Work task: Reproduce exactly, and only, the lines running from the start of the entries below to the line containing "const FASTKDF_BUFFER_SIZE: usize = 256;".
= = = = = = =
//! NeoScrypt memory-hard hashing.
//!
//! `password = salt = 80-byte header`, `p = 1`, 32-byte output:
//!
//! 1. `X = KDF(header, header)`, `128 * r` bytes.
//! 2. Double mix only: `Z = SMix_ChaCha(X)`.
//! 3. `X = SMix_Salsa(X)`, then `X ^= Z` if double mixing.
//! 4. `out = KDF(header, X)`, 32 bytes.
//!
//! SMix is scrypt's ROMix over `N` scratchpad entries; BlockMix is scrypt's
//! BlockMix with the core (Salsa20 or ChaCha20) and round count taken from
//! the profile. Words are little-endian.

use crate::constants::{HASH_SIZE, HEADER_SIZE};
use crate::identity::blake2s_keyed;
use crate::pow::PowStats;
use crate::profile::{Kdf, PowParams};
use sha2::Sha256;

const BLOCK_WORDS: usize = 16;

const FASTKDF_BUFFER_SIZE: usize = 256;
const FASTKDF_ITERATIONS: usize = 32;
const PRF_INPUT_SIZE: usize = 64;
const PRF_KEY_SIZE: usize = 32;
const PRF_OUTPUT_SIZE: usize = 32;

#[derive(Clone, Copy, Debug, PartialEq, Eq)]
enum Core {
    Salsa,
    ChaCha,
}

/// Hash an 80-byte header with the given parameters.
pub fn neoscrypt(input: &[u8; HEADER_SIZE], params: &PowParams) -> [u8; HASH_SIZE] {
    neoscrypt_counted(input, params, None)
}

/// [`neoscrypt`], reporting each SMix pass and the finished hash to `stats`.
pub(crate) fn neoscrypt_counted(
    input: &[u8; HEADER_SIZE],
    params: &PowParams,
    stats: Option<&PowStats>,
) -> [u8; HASH_SIZE] {
    let words = 32 * params.r;

    let mut seed = vec![0u8; words * 4];
    derive(params.kdf, input, input, &mut seed);
    let mut x = to_words(&seed);

    let mut y = vec![0u32; words];
    let mut v = vec![0u32; words * params.n];

    if params.double_mix {
        let mut z = x.clone();
        smix(&mut z, &mut v, &mut y, params, Core::ChaCha, stats);
        smix(&mut x, &mut v, &mut y, params, Core::Salsa, stats);
        xor_words(&mut x, &z);
    } else {
        smix(&mut x, &mut v, &mut y, params, Core::Salsa, stats);
    }

    let mixed = to_bytes(&x);
    let mut out = [0u8; HASH_SIZE];
    derive(params.kdf, input, &mixed, &mut out);
    if let Some(stats) = stats {
        stats.record_computation();
    }
    out
}

fn derive(kdf: Kdf, password: &[u8], salt: &[u8], output: &mut [u8]) {
    match kdf {
        Kdf::FastKdfBlake2s => fastkdf(password, salt, output),
        Kdf::Pbkdf2Sha256 => pbkdf2::pbkdf2_hmac::<Sha256>(password, salt, 1, output),
    }
}

/// FastKDF-BLAKE2s.
///
/// `password` must be at least 64 bytes and `salt` at least 32; inputs longer
/// than the 256-byte buffer are truncated, as is the output.
fn fastkdf(password: &[u8], salt: &[u8], output: &mut [u8]) {
    debug_assert!(password.len() >= PRF_INPUT_SIZE && salt.len() >= PRF_KEY_SIZE);
    let password = &password[..password.len().min(FASTKDF_BUFFER_SIZE)];
    let salt = &salt[..salt.len().min(FASTKDF_BUFFER_SIZE)];

    // Each buffer is the input repeated to 256 bytes plus a tail mirroring its head.
    let mut a = [0u8; FASTKDF_BUFFER_SIZE + PRF_INPUT_SIZE];
    fill_repeating(&mut a[..FASTKDF_BUFFER_SIZE], password);
    a[FASTKDF_BUFFER_SIZE..].copy_from_slice(&password[..PRF_INPUT_SIZE]);

    let mut b = [0u8; FASTKDF_BUFFER_SIZE + PRF_KEY_SIZE];
    fill_repeating(&mut b[..FASTKDF_BUFFER_SIZE], salt);
    b[FASTKDF_BUFFER_SIZE..].copy_from_slice(&salt[..PRF_KEY_SIZE]);

    let mut ptr = 0usize;
    for _ in 0..FASTKDF_ITERATIONS {
        let mut key = [0u8; PRF_KEY_SIZE];
        key.copy_from_slice(&b[ptr..ptr + PRF_KEY_SIZE]);
        let prf = blake2s_keyed(&a[ptr..ptr + PRF_INPUT_SIZE], &key);

        ptr = prf.iter().map(|&byte| byte as usize).sum::<usize>() & (FASTKDF_BUFFER_SIZE - 1);
        xor_bytes(&mut b[ptr..ptr + PRF_OUTPUT_SIZE], &prf);

        if ptr < PRF_KEY_SIZE {
            // head modified, refresh tail
            b.copy_within(ptr..PRF_KEY_SIZE, FASTKDF_BUFFER_SIZE + ptr);
        }
        if FASTKDF_BUFFER_SIZE - ptr < PRF_OUTPUT_SIZE {
            // tail modified, refresh head
            let spill = PRF_OUTPUT_SIZE - (FASTKDF_BUFFER_SIZE - ptr);
            b.copy_within(FASTKDF_BUFFER_SIZE..FASTKDF_BUFFER_SIZE + spill, 0);
        }
    }

    let out_len = output.len().min(FASTKDF_BUFFER_SIZE);
    let head = FASTKDF_BUFFER_SIZE - ptr;
    if head >= out_len {
        xor_bytes(&mut b[ptr..ptr + out_len], &a[..out_len]);
        output[..out_len].copy_from_slice(&b[ptr..ptr + out_len]);
    } else {
        xor_bytes(&mut b[ptr..FASTKDF_BUFFER_SIZE], &a[..head]);
        xor_bytes(&mut b[..out_len - head], &a[head..out_len]);
        output[..head].copy_from_slice(&b[ptr..FASTKDF_BUFFER_SIZE]);
        output[head..out_len].copy_from_slice(&b[..out_len - head]);
    }
}

fn smix(
    x: &mut [u32],
    v: &mut [u32],
    y: &mut [u32],
    params: &PowParams,
    core: Core,
    stats: Option<&PowStats>,
) {
    let len = x.len();
    let last = BLOCK_WORDS * (2 * params.r - 1);
    let mask = params.n - 1;

    for entry in v.chunks_exact_mut(len).take(params.n) {
        entry.copy_from_slice(x);
        block_mix(x, y, params.r, core, params.rounds);
    }
    for _ in 0..params.n {
        let j = x[last] as usize & mask;
        xor_words(x, &v[j * len..(j + 1) * len]);
        block_mix(x, y, params.r, core, params.rounds);
    }
    if let Some(stats) = stats {
        stats.record_mix();
    }
}

fn block_mix(x: &mut [u32], y: &mut [u32], r: usize, core: Core, rounds: usize) {
    let blocks = 2 * r;
    let mut t = [0u32; BLOCK_WORDS];
    t.copy_from_slice(&x[(blocks - 1) * BLOCK_WORDS..]);

    for i in 0..blocks {
        let block = &x[i * BLOCK_WORDS..(i + 1) * BLOCK_WORDS];
        for (w, b) in t.iter_mut().zip(block) {
            *w ^= b;
        }
        match core {
            Core::Salsa => salsa(&mut t, rounds),
            Core::ChaCha => chacha(&mut t, rounds),
        }
        y[i * BLOCK_WORDS..(i + 1) * BLOCK_WORDS].copy_from_slice(&t);
    }

    // even blocks first, then odd
    for i in 0..r {
        x[i * BLOCK_WORDS..(i + 1) * BLOCK_WORDS]
            .copy_from_slice(&y[2 * i * BLOCK_WORDS..(2 * i + 1) * BLOCK_WORDS]);
        x[(i + r) * BLOCK_WORDS..(i + r + 1) * BLOCK_WORDS]
            .copy_from_slice(&y[(2 * i + 1) * BLOCK_WORDS..(2 * i + 2) * BLOCK_WORDS]);
    }
}

/// Salsa20 core with feed-forward.
fn salsa(b: &mut [u32; BLOCK_WORDS], rounds: usize) {
    let mut x = *b;
    for _ in 0..rounds / 2 {
        // columns
        salsa_quarter(&mut x, 0, 4, 8, 12);
        salsa_quarter(&mut x, 5, 9, 13, 1);
        salsa_quarter(&mut x, 10, 14, 2, 6);
        salsa_quarter(&mut x, 15, 3, 7, 11);
        // rows
        salsa_quarter(&mut x, 0, 1, 2, 3);
        salsa_quarter(&mut x, 5, 6, 7, 4);
        salsa_quarter(&mut x, 10, 11, 8, 9);
        salsa_quarter(&mut x, 15, 12, 13, 14);
    }
    for (w, s) in b.iter_mut().zip(x) {
        *w = w.wrapping_add(s);
    }
}

#[inline(always)]
fn salsa_quarter(x: &mut [u32; BLOCK_WORDS], a: usize, b: usize, c: usize, d: usize) {
    x[b] ^= x[a].wrapping_add(x[d]).rotate_left(7);
    x[c] ^= x[b].wrapping_add(x[a]).rotate_left(9);
    x[d] ^= x[c].wrapping_add(x[b]).rotate_left(13);
    x[a] ^= x[d].wrapping_add(x[c]).rotate_left(18);
}

/// ChaCha20 core with feed-forward.
fn chacha(b: &mut [u32; BLOCK_WORDS], rounds: usize) {
    let mut x = *b;
    for _ in 0..rounds / 2 {
        chacha_quarter(&mut x, 0, 4, 8, 12);
        chacha_quarter(&mut x, 1, 5, 9, 13);
        chacha_quarter(&mut x, 2, 6, 10, 14);
        chacha_quarter(&mut x, 3, 7, 11, 15);
        chacha_quarter(&mut x, 0, 5, 10, 15);
        chacha_quarter(&mut x, 1, 6, 11, 12);
        chacha_quarter(&mut x, 2, 7, 8, 13);
        chacha_quarter(&mut x, 3, 4, 9, 14);
    }
    for (w, s) in b.iter_mut().zip(x) {
        *w = w.wrapping_add(s);
    }
}

#[inline(always)]
fn chacha_quarter(x: &mut [u32; BLOCK_WORDS], a: usize, b: usize, c: usize, d: usize) {
    x[a] = x[a].wrapping_add(x[b]);
    x[d] = (x[d] ^ x[a]).rotate_left(16);
    x[c] = x[c].wrapping_add(x[d]);
    x[b] = (x[b] ^ x[c]).rotate_left(12);
    x[a] = x[a].wrapping_add(x[b]);
    x[d] = (x[d] ^ x[a]).rotate_left(8);
    x[c] = x[c].wrapping_add(x[d]);
    x[b] = (x[b] ^ x[c]).rotate_left(7);
}

fn fill_repeating(dst: &mut [u8], src: &[u8]) {
    for chunk in dst.chunks_mut(src.len()) {
        chunk.copy_from_slice(&src[..chunk.len()]);
    }
}

fn xor_bytes(dst: &mut [u8], src: &[u8]) {
    for (d, s) in dst.iter_mut().zip(src) {
        *d ^= s;
    }
}

fn xor_words(dst: &mut [u32], src: &[u32]) {
    for (d, s) in dst.iter_mut().zip(src) {
        *d ^= s;
    }
}

fn to_words(bytes: &[u8]) -> Vec<u32> {
    bytes
        .chunks_exact(4)
        .map(|c| u32::from_le_bytes([c[0], c[1], c[2], c[3]]))
        .collect()
}

fn to_bytes(words: &[u32]) -> Vec<u8> {
    words.iter().flat_map(|w| w.to_le_bytes()).collect()
}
= = = = = = =
Reply:
//! NeoScrypt memory-hard hashing.
//!
//! `password = salt = 80-byte header`, `p = 1`, 32-byte output:
//!
//! 1. `X = KDF(header, header)`, `128 * r` bytes.
//! 2. Double mix only: `Z = SMix_ChaCha(X)`.
//! 3. `X = SMix_Salsa(X)`, then `X ^= Z` if double mixing.
//! 4. `out = KDF(header, X)`, 32 bytes.
//!
//! SMix is scrypt's ROMix over `N` scratchpad entries; BlockMix is scrypt's
//! BlockMix with the core (Salsa20 or ChaCha20) and round count taken from
//! the profile. Words are little-endian.

use crate::constants::{HASH_SIZE, HEADER_SIZE};
use crate::identity::blake2s_keyed;
use crate::pow::PowStats;
use crate::profile::{Kdf, PowParams};
use sha2::Sha256;

const BLOCK_WORDS: usize = 16;

const FASTKDF_BUFFER_SIZE: usize = 256;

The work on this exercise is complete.